**Exercise description:**
Reading the records below, find how many lines include the word "titles" and give that number alone.

**Data for review:**
//! Best-effort machine translation of article titles and descriptions.
//!
//! Translation never fails the run. [`translate_or_fallback`] wraps any
//! [`Translator`] and turns every error or empty result into
//! [`Translation::Fallback`], carrying the original text through unchanged.

use reqwest::Client;
use std::time::Duration;
use tracing::{debug, instrument, warn};

use crate::api::USER_AGENT;
use crate::config::Language;
use crate::utils::{truncate_chars, truncate_for_log};

/// Longest input, in characters, submitted to the translation endpoint.
pub const MAX_TRANSLATE_CHARS: usize = 490;

#[derive(Debug, thiserror::Error)]
pub enum TranslateError {
    #[error("network error: {0}")]
    Network(#[from] reqwest::Error),

    #[error("HTTP {0}")]
    Status(u16),

    #[error("unexpected response shape: {0}")]
    Malformed(String),

    #[error("empty translation")]
    Empty,
}

/// Abstraction over a translation backend.
/// Implemented by [`GoogleTranslator`] for production; tests supply their own.
pub trait Translator {
    async fn translate(
        &self,
        text: &str,
        source: Language,
        target: Language,
    ) -> Result<String, TranslateError>;
}

/// What happened to one piece of text on its way into a digest.
#[derive(Debug, Clone, PartialEq, Eq)]
pub enum Translation {
    /// No translation was needed.
    Original(String),
    Translated(String),
    /// Translation was attempted and failed; the original text is kept.
    Fallback { original: String, reason: String },
}

impl Translation {
    /// The text to render.
    pub fn text(&self) -> &str {
        match self {
            Translation::Original(text) | Translation::Translated(text) => text,
            Translation::Fallback { original, .. } => original,
        }
    }

    pub fn is_fallback(&self) -> bool {
        matches!(self, Translation::Fallback { .. })
    }
}

/// Translate `text`, falling back to the original on any failure.
///
/// Input beyond [`MAX_TRANSLATE_CHARS`] is cut before submission. Fallbacks
/// return the full, untruncated original.
#[instrument(level = "debug", skip_all, fields(%source, %target, chars = text.chars().count()))]
pub async fn translate_or_fallback(
    translator: &impl Translator,
    text: &str,
    source: Language,
    target: Language,
) -> Translation {
    if source == target || text.trim().is_empty() {
        return Translation::Original(text.to_string());
    }

    let submitted = truncate_chars(text, MAX_TRANSLATE_CHARS);
    let outcome = match translator.translate(submitted, source, target).await {
        Ok(translated) if !translated.trim().is_empty() => return Translation::Translated(translated),
        Ok(_) => TranslateError::Empty,
        Err(e) => e,
    };

    warn!(
        error = %outcome,
        text = %truncate_for_log(text, 80),
        "Translation failed; keeping original text"
    );
    Translation::Fallback {
        original: text.to_string(),
        reason: outcome.to_string(),
    }
}

/// Client for the public Google Translate `translate_a/single` endpoint.
#[derive(Debug, Clone)]
pub struct GoogleTranslator {
    http: Client,
    base_url: String,
    timeout: Duration,
}

impl GoogleTranslator {
    pub fn new(http: Client, base_url: &str, timeout: Duration) -> Self {
        Self {
            http,
            base_url: base_url.to_string(),
            timeout,
        }
    }
}

impl Translator for GoogleTranslator {
    async fn translate(
        &self,
        text: &str,
        source: Language,
        target: Language,
    ) -> Result<String, TranslateError> {
        let url = format!(
            "{}?client=gtx&sl={}&tl={}&dt=t&q={}",
            self.base_url,
            source.code(),
            target.code(),
            urlencoding::encode(text)
        );

        let response = self
            .http
            .get(&url)
            .header("User-Agent", USER_AGENT)
            .timeout(self.timeout)
            .send()
            .await?;

        let status = response.status();
        if !status.is_success() {
            return Err(TranslateError::Status(status.as_u16()));
        }

        let body: serde_json::Value = response.json().await?;
        let translated = join_segments(&body)?;
        debug!(chars = translated.chars().count(), "Translated text");
        Ok(translated)
    }
}

/// Concatenate the translated segments of a `translate_a/single` response.
///
/// The response is a nested array whose first element lists
/// `[translated, original, ...]` segments.
fn join_segments(body: &serde_json::Value) -> Result<String, TranslateError> {
    let segments = body
        .get(0)
        .and_then(|s| s.as_array())
        .ok_or_else(|| TranslateError::Malformed(truncate_for_log(&body.to_string(), 120)))?;

    let text: String = segments
        .iter()
        .filter_map(|segment| segment.get(0).and_then(|t| t.as_str()))
        .collect();
    if text.trim().is_empty() {
        return Err(TranslateError::Empty);
    }
    Ok(text)
}
//! Data models for fetched articles and the digests built from them.
//!
//! This module defines the core data structures used throughout the application:
//! - [`Article`]: A single article as returned by the news-search API
//! - [`NewsApiResponse`]: The JSON envelope wrapping a list of articles
//! - [`Digest`]: The ordered, filtered articles for one output language and date
//!
//! Every article field is optional because the upstream API makes no
//! promises about presence. Placeholders are substituted at render time.

use chrono::NaiveDate;
use serde::{Deserialize, Serialize};

use crate::config::Language;

/// The `status` value the API uses for a successful response.
pub const STATUS_OK: &str = "ok";

/// A raw article as returned by the news-search API.
#[derive(Debug, Clone, Default, PartialEq, Deserialize, Serialize)]
pub struct Article {
    /// The headline.
    pub title: Option<String>,
    /// The teaser or summary supplied by the publisher.
    pub description: Option<String>,
    /// Canonical link to the article; the identity key for deduplication.
    pub url: Option<String>,
    /// The publishing outlet.
    pub source: Option<ArticleSource>,
    /// Publication timestamp, loosely ISO 8601. Never parsed.
    #[serde(rename = "publishedAt")]
    pub published_at: Option<String>,
}

impl Article {
    /// Name of the publishing outlet, if the API supplied one.
    pub fn source_name(&self) -> Option<&str> {
        self.source.as_ref().and_then(|s| s.name.as_deref())
    }
}

/// The `source` object nested in each article.
#[derive(Debug, Clone, Default, PartialEq, Deserialize, Serialize)]
pub struct ArticleSource {
    pub name: Option<String>,
}

/// The JSON envelope returned by the `/v2/everything` endpoint.
///
/// Error responses share the envelope but carry `code` and `message`
/// instead of `articles`.
#[derive(Debug, Deserialize)]
pub struct NewsApiResponse {
    pub status: String,
    #[serde(default)]
    pub articles: Vec<Article>,
    pub code: Option<String>,
    pub message: Option<String>,
}

impl NewsApiResponse {
    pub fn is_ok(&self) -> bool {
        self.status == STATUS_OK
    }
}

/// The articles that survive filtering, ready to render for one language.
///
/// Each run produces one `Digest` per configured output. It is rendered
/// to Markdown and fully replaces any earlier file for the same date.
#[derive(Debug, Clone)]
pub struct Digest {
    /// The generation date; also the output file stem.
    pub date: NaiveDate,
    /// Language the digest is rendered in.
    pub language: Language,
    /// The widest lookback window across the run's queries, for the summary line.
    pub lookback_days: u32,
    /// Articles in API order, query order breaking ties.
    pub articles: Vec<Article>,
}
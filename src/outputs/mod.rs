//! Output generation: Markdown rendering and dated digest files.
//!
//! # Submodules
//!
//! - [`markdown`]: Converts a `Digest` to a Markdown document
//! - [`writer`]: Writes that document to `<dir>/<YYYY-MM-DD>.md`, replacing any earlier run
//!
//! # Output Structure
//!
//! ```text
//! noticias/
//! ├── en/
//! │   └── 2025-05-06.md
//! └── es/
//!     └── 2025-05-06.md
//! ```

pub mod markdown;
pub mod writer;
//! Relevance filtering and deduplication over fetched articles.
//!
//! Both passes are single, in-memory sweeps that preserve input order.

use itertools::Itertools;
use tracing::{debug, info, instrument};

use crate::config::{DedupeKey, FilterConfig, RelevancePolicy};
use crate::models::Article;

/// Terms this short or shorter only match as whole words, so `ai` skips `aid` and `Dubai`.
pub const WHOLE_WORD_MAX_CHARS: usize = 3;

/// True iff `text` contains at least one AI term and at least one dental term.
///
/// Matching is a case-insensitive substring test, except that terms of at most
/// [`WHOLE_WORD_MAX_CHARS`] characters must stand as whole words. An empty
/// vocabulary matches nothing, so adding terms can only widen the set of
/// relevant texts.
pub fn is_relevant(
    title: Option<&str>,
    description: Option<&str>,
    ai_terms: &[String],
    dental_terms: &[String],
) -> bool {
    let text = format!(
        "{} {}",
        title.unwrap_or_default(),
        description.unwrap_or_default()
    )
    .to_lowercase();
    contains_any(&text, ai_terms) && contains_any(&text, dental_terms)
}

fn contains_any(haystack: &str, terms: &[String]) -> bool {
    terms.iter().any(|term| {
        let term = term.trim().to_lowercase();
        if term.is_empty() {
            false
        } else if term.chars().count() <= WHOLE_WORD_MAX_CHARS {
            contains_word(haystack, &term)
        } else {
            haystack.contains(&term)
        }
    })
}

/// True iff `word` occurs in `haystack` with no alphanumeric character on either side.
fn contains_word(haystack: &str, word: &str) -> bool {
    haystack.match_indices(word).any(|(idx, _)| {
        let before = haystack[..idx].chars().next_back();
        let after = haystack[idx + word.len()..].chars().next();
        !before.is_some_and(char::is_alphanumeric) && !after.is_some_and(char::is_alphanumeric)
    })
}

fn is_blank(field: Option<&str>) -> bool {
    field.is_none_or(|s| s.trim().is_empty())
}

/// Keep the articles the configured policy deems relevant.
#[instrument(level = "info", skip_all, fields(policy = ?config.policy, input = articles.len()))]
pub fn filter_relevant(articles: Vec<Article>, config: &FilterConfig) -> Vec<Article> {
    let kept: Vec<Article> = articles
        .into_iter()
        .filter(|a| {
            if config.require_title_and_description
                && (is_blank(a.title.as_deref()) || is_blank(a.description.as_deref()))
            {
                debug!(url = ?a.url, "Dropping article without title or description");
                return false;
            }
            match config.policy {
                RelevancePolicy::Off => true,
                RelevancePolicy::TitleOnly => is_relevant(
                    a.title.as_deref(),
                    None,
                    &config.ai_terms,
                    &config.dental_terms,
                ),
                RelevancePolicy::TitleAndDescription => is_relevant(
                    a.title.as_deref(),
                    a.description.as_deref(),
                    &config.ai_terms,
                    &config.dental_terms,
                ),
            }
        })
        .collect();
    info!(kept = kept.len(), "Relevance filter applied");
    kept
}

/// Identity of an article under `key`, or `None` when it has no usable key.
fn identity(article: &Article, key: DedupeKey) -> Option<String> {
    let raw = match key {
        DedupeKey::Url => article.url.as_deref(),
        DedupeKey::Title => article.title.as_deref(),
    }?;
    let trimmed = raw.trim();
    if trimmed.is_empty() {
        return None;
    }
    Some(match key {
        DedupeKey::Url => trimmed.to_string(),
        DedupeKey::Title => trimmed.to_lowercase(),
    })
}

/// Keep the first article per identity key, dropping those without one.
#[instrument(level = "info", skip_all, fields(key = ?key, input = articles.len()))]
pub fn dedupe(articles: Vec<Article>, key: DedupeKey) -> Vec<Article> {
    let unique: Vec<Article> = articles
        .into_iter()
        .filter_map(|a| identity(&a, key).map(|id| (id, a)))
        .unique_by(|(id, _)| id.clone())
        .map(|(_, a)| a)
        .collect();
    info!(unique = unique.len(), "Deduplicated articles");
    unique
}
//! Run configuration: search queries, filter vocabularies, and output targets.
//!
//! Everything a run needs is carried in a [`DigestConfig`] value that is
//! passed into [`crate::pipeline::run`]. The defaults reproduce the current
//! policy: URL deduplication, the dual-vocabulary filter, and a 7-day lookback
//! split into English and Spanish digests. Older policies stay available as
//! configuration options.
//!
//! # YAML
//!
//! ```yaml
//! output_root: noticias
//! page_size: 20
//! domains: [dental-tribune.com, dentistrytoday.com]
//! dedupe: title
//! filter:
//!   policy: title_only
//! queries:
//!   - q: '"AI in dentistry"'
//!     language: en
//!     lookback_days: 2
//! outputs:
//!   - language: es
//!     translate: true
//! ```

use chrono::{Days, NaiveDate};
use serde::{Deserialize, Serialize};
use std::fmt;
use std::path::{Path, PathBuf};
use tracing::{info, instrument};
use url::Url;

pub const DEFAULT_BASE_URL: &str = "https://newsapi.org/v2/everything";
pub const DEFAULT_TRANSLATE_URL: &str = "https://translate.googleapis.com/translate_a/single";
pub const MAX_LOOKBACK_DAYS: u32 = 365;

#[derive(Debug, thiserror::Error)]
pub enum ConfigError {
    #[error("failed to read config file {path}: {source}")]
    Read {
        path: String,
        source: std::io::Error,
    },

    #[error("failed to parse config file {path}: {source}")]
    Parse {
        path: String,
        source: serde_yaml::Error,
    },

    #[error("invalid base URL {0}")]
    InvalidUrl(String),

    #[error("{0}")]
    Invalid(&'static str),
}

/// Languages a digest can be rendered in.
#[derive(Debug, Clone, Copy, PartialEq, Eq, Hash, Deserialize, Serialize)]
#[serde(rename_all = "lowercase")]
pub enum Language {
    En,
    Es,
}

impl Language {
    /// ISO 639-1 tag as used by the search and translation APIs.
    pub fn code(self) -> &'static str {
        match self {
            Language::En => "en",
            Language::Es => "es",
        }
    }
}

impl fmt::Display for Language {
    fn fmt(&self, f: &mut fmt::Formatter<'_>) -> fmt::Result {
        f.write_str(self.code())
    }
}

/// One search issued against the news API.
#[derive(Debug, Clone, PartialEq, Deserialize, Serialize)]
pub struct Query {
    /// Boolean/keyword search expression, passed through untouched.
    pub q: String,
    /// Language tag for the API's `language` parameter.
    #[serde(default = "default_query_language")]
    pub language: Language,
    /// How many days before today the search window starts.
    #[serde(default = "default_lookback_days")]
    pub lookback_days: u32,
}

impl Query {
    pub fn new(q: &str, language: Language, lookback_days: u32) -> Self {
        Self {
            q: q.to_string(),
            language,
            lookback_days,
        }
    }

    /// First day of the search window, clamped to the earliest representable date.
    pub fn from_date(&self, today: NaiveDate) -> NaiveDate {
        today
            .checked_sub_days(Days::new(u64::from(self.lookback_days)))
            .unwrap_or(NaiveDate::MIN)
    }
}

fn default_query_language() -> Language {
    Language::En
}

fn default_lookback_days() -> u32 {
    7
}

/// Which text the relevance filter inspects.
#[derive(Debug, Clone, Copy, PartialEq, Eq, Default, Deserialize, Serialize)]
#[serde(rename_all = "snake_case")]
pub enum RelevancePolicy {
    /// Match both vocabularies against title and description together.
    #[default]
    TitleAndDescription,
    /// Match both vocabularies against the title alone.
    TitleOnly,
    /// Keep every article.
    Off,
}

#[derive(Debug, Clone, PartialEq, Deserialize, Serialize)]
#[serde(default)]
pub struct FilterConfig {
    pub policy: RelevancePolicy,
    /// Drop articles missing a title or a description before matching.
    pub require_title_and_description: bool,
    pub ai_terms: Vec<String>,
    pub dental_terms: Vec<String>,
}

impl Default for FilterConfig {
    fn default() -> Self {
        Self {
            policy: RelevancePolicy::default(),
            require_title_and_description: false,
            ai_terms: to_strings(&[
                "artificial intelligence",
                "inteligencia artificial",
                "machine learning",
                "deep learning",
                "neural network",
                "computer vision",
                "generative ai",
                "chatgpt",
                "llm",
                "ai-powered",
                "ai-driven",
                "ai-based",
                "ai",
                "a.i.",
            ]),
            dental_terms: to_strings(&[
                "dental",
                "dentist",
                "odontolog",
                "orthodont",
                "periodont",
                "endodont",
                "prosthodont",
                "oral health",
                "oral care",
                "oral surgery",
                "cavities",
                "caries",
            ]),
        }
    }
}

/// Identity used to collapse duplicate articles.
#[derive(Debug, Clone, Copy, PartialEq, Eq, Default, Deserialize, Serialize)]
#[serde(rename_all = "snake_case")]
pub enum DedupeKey {
    #[default]
    Url,
    /// Lower-cased title. Collision-prone; kept for older digests.
    Title,
}

/// One Markdown digest written per run.
#[derive(Debug, Clone, PartialEq, Deserialize, Serialize)]
pub struct OutputTarget {
    pub language: Language,
    /// Directory below `output_root`; `None` writes straight into the root.
    #[serde(default)]
    pub subdir: Option<String>,
    /// Translate titles and descriptions when `language` differs from the source.
    #[serde(default)]
    pub translate: bool,
}

impl OutputTarget {
    pub fn dir(&self, output_root: &Path) -> PathBuf {
        match &self.subdir {
            Some(subdir) => output_root.join(subdir),
            None => output_root.to_path_buf(),
        }
    }
}

/// Everything one run of the pipeline needs, apart from the API key.
#[derive(Debug, Clone, PartialEq, Deserialize, Serialize)]
#[serde(default)]
pub struct DigestConfig {
    pub base_url: String,
    pub translate_url: String,
    pub queries: Vec<Query>,
    pub page_size: u32,
    /// Optional allow-list sent as the `domains` parameter.
    pub domains: Vec<String>,
    pub request_timeout_secs: u64,
    pub filter: FilterConfig,
    pub dedupe: DedupeKey,
    /// Language the fetched articles are written in.
    pub source_language: Language,
    pub output_root: PathBuf,
    pub outputs: Vec<OutputTarget>,
}

impl Default for DigestConfig {
    fn default() -> Self {
        Self {
            base_url: DEFAULT_BASE_URL.to_string(),
            translate_url: DEFAULT_TRANSLATE_URL.to_string(),
            queries: vec![
                Query::new(
                    r#""AI in dentistry" OR (("Artificial Intelligence" OR AI) AND (dentistry OR dental))"#,
                    Language::En,
                    7,
                ),
                Query::new(
                    r#"("machine learning" OR "deep learning") AND (dental OR dentist OR orthodontics)"#,
                    Language::En,
                    7,
                ),
            ],
            page_size: 50,
            domains: Vec::new(),
            request_timeout_secs: 15,
            filter: FilterConfig::default(),
            dedupe: DedupeKey::default(),
            source_language: Language::En,
            output_root: PathBuf::from("noticias"),
            outputs: vec![
                OutputTarget {
                    language: Language::En,
                    subdir: Some("en".to_string()),
                    translate: false,
                },
                OutputTarget {
                    language: Language::Es,
                    subdir: Some("es".to_string()),
                    translate: true,
                },
            ],
        }
    }
}

impl DigestConfig {
    /// Load a config from a YAML file, or fall back to the defaults.
    ///
    /// Keys missing from the file keep their default values.
    #[instrument(level = "info")]
    pub fn load(path: Option<&Path>) -> Result<Self, ConfigError> {
        let config = match path {
            Some(path) => {
                let shown = path.display().to_string();
                let text = std::fs::read_to_string(path).map_err(|source| ConfigError::Read {
                    path: shown.clone(),
                    source,
                })?;
                let config: DigestConfig =
                    serde_yaml::from_str(&text).map_err(|source| ConfigError::Parse {
                        path: shown.clone(),
                        source,
                    })?;
                info!(path = %shown, "Loaded configuration");
                config
            }
            None => {
                info!("No config file given; using built-in defaults");
                DigestConfig::default()
            }
        };
        config.validate()?;
        Ok(config)
    }

    pub fn validate(&self) -> Result<(), ConfigError> {
        for raw in [&self.base_url, &self.translate_url] {
            Url::parse(raw).map_err(|_| ConfigError::InvalidUrl(raw.clone()))?;
        }
        if self.queries.is_empty() {
            return Err(ConfigError::Invalid("at least one query is required"));
        }
        if self.outputs.is_empty() {
            return Err(ConfigError::Invalid("at least one output is required"));
        }
        if self.queries.iter().any(|q| q.lookback_days > MAX_LOOKBACK_DAYS) {
            return Err(ConfigError::Invalid("lookback_days must be at most 365"));
        }
        if self.page_size == 0 {
            return Err(ConfigError::Invalid("page_size must be positive"));
        }
        Ok(())
    }

    /// The widest lookback window across all queries.
    pub fn lookback_days(&self) -> u32 {
        self.queries
            .iter()
            .map(|q| q.lookback_days)
            .max()
            .unwrap_or_else(default_lookback_days)
    }
}

fn to_strings(terms: &[&str]) -> Vec<String> {
    terms.iter().map(|t| t.to_string()).collect()
}
//! String helpers shared by the fetcher, translator, and renderer.

/// Truncate a string for logging purposes.
///
/// Long strings are cut to `max` bytes (backing off to a character
/// boundary) with an ellipsis and byte count indicator appended.
///
/// # Examples
///
/// ```ignore
/// assert_eq!(truncate_for_log("short", 100), "short");
/// assert_eq!(truncate_for_log(&"a".repeat(500), 10), "aaaaaaaaaa…(+490 bytes)");
/// ```
pub fn truncate_for_log(s: &str, max: usize) -> String {
    if s.len() <= max {
        return s.to_string();
    }
    let mut end = max;
    while !s.is_char_boundary(end) {
        end -= 1;
    }
    format!("{}…(+{} bytes)", &s[..end], s.len() - end)
}

/// The first `max` characters of `s`.
pub fn truncate_chars(s: &str, max: usize) -> &str {
    match s.char_indices().nth(max) {
        Some((idx, _)) => &s[..idx],
        None => s,
    }
}

/// Make an API timestamp readable: `2025-05-06T10:00:00Z` -> `2025-05-06 10:00:00 UTC`.
///
/// The value is otherwise passed through untouched; it is never parsed.
pub fn format_published(raw: &str) -> String {
    raw.replace('T', " ").replace('Z', " UTC")
}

**Solution:**
2